> **PROMPT**
Write out again, exactly, the lines below starting at the one with "filename src/logger/mod.rs" and ending at the one with "pub use log_timestamp::LogTimestamp;".

(Stored data entries)
★ ★ ★ ★ ★ ★ ★

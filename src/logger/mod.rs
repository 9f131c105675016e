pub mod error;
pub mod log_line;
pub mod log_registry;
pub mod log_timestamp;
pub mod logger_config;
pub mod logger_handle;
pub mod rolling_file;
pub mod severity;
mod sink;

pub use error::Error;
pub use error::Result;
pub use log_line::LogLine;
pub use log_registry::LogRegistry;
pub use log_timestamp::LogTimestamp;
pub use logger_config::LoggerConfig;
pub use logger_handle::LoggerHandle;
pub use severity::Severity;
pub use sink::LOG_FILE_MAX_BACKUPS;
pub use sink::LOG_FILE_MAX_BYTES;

★ ★ ★ ★ ★ ★ ★

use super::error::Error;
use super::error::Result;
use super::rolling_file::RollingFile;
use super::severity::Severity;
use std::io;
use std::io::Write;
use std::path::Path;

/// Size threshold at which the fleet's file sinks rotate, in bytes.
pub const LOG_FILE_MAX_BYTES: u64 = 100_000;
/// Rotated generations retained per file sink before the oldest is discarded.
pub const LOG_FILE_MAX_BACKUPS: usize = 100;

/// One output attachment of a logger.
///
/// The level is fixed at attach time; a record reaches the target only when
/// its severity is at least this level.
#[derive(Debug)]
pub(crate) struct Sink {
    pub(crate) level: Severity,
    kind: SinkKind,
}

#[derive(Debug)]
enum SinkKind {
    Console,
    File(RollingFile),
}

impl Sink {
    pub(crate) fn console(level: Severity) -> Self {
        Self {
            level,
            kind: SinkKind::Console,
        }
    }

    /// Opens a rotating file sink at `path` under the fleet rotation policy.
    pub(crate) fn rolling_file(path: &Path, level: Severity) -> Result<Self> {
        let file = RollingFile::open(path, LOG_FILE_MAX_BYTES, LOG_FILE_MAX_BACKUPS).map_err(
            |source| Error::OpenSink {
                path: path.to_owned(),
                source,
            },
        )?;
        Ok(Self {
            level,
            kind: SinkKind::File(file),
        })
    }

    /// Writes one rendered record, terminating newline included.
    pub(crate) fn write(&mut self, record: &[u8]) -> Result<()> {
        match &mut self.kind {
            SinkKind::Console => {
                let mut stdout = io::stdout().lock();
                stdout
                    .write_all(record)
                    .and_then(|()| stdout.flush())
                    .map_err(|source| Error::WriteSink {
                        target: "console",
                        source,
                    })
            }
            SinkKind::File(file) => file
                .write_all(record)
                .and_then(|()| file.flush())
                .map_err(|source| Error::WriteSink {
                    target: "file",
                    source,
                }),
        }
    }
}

★ ★ ★ ★ ★ ★ ★

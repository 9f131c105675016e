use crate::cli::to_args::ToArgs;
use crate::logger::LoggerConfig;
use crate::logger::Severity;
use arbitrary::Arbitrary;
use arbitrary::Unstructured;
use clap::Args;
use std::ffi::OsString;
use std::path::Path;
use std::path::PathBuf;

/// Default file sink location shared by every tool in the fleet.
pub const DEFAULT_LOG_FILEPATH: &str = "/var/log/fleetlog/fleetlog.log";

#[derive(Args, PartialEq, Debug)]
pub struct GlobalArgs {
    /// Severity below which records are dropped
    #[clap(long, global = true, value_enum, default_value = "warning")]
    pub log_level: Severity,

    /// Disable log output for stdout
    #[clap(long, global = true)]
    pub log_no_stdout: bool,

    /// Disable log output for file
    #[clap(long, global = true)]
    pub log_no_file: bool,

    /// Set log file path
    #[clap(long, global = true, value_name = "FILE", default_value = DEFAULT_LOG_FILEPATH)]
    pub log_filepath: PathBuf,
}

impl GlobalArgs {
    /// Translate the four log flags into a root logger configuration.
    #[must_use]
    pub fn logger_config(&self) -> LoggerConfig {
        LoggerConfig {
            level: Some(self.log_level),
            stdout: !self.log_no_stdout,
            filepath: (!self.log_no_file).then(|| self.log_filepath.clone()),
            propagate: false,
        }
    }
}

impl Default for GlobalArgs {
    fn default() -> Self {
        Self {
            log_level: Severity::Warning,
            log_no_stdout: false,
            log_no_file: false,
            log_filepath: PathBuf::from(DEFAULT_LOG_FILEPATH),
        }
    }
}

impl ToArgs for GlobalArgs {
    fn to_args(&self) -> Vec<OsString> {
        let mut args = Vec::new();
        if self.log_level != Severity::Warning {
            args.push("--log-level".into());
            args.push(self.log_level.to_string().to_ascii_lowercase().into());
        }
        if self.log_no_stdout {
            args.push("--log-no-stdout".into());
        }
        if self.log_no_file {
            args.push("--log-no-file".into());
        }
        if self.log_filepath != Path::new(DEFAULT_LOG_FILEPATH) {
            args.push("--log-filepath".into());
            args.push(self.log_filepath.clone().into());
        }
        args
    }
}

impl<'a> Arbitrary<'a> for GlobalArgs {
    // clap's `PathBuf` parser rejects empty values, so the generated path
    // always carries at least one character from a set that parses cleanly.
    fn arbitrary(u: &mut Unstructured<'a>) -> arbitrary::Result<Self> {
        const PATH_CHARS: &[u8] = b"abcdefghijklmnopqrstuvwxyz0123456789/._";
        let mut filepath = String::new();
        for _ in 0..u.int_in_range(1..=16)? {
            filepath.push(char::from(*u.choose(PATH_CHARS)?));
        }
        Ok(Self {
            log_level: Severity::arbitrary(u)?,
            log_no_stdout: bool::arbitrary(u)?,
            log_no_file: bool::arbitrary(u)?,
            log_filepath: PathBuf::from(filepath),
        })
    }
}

★ ★ ★ ★ ★ ★ ★

> **WORKED SOLUTION**
filename src/logger/mod.rs
repository 9f131c105675016e
pub mod error;
pub mod log_line;
pub mod log_registry;
pub mod log_timestamp;
pub mod logger_config;
pub mod logger_handle;
pub mod rolling_file;
pub mod severity;
mod sink;

pub use error::Error;
pub use error::Result;
pub use log_line::LogLine;
pub use log_registry::LogRegistry;
pub use log_timestamp::LogTimestamp;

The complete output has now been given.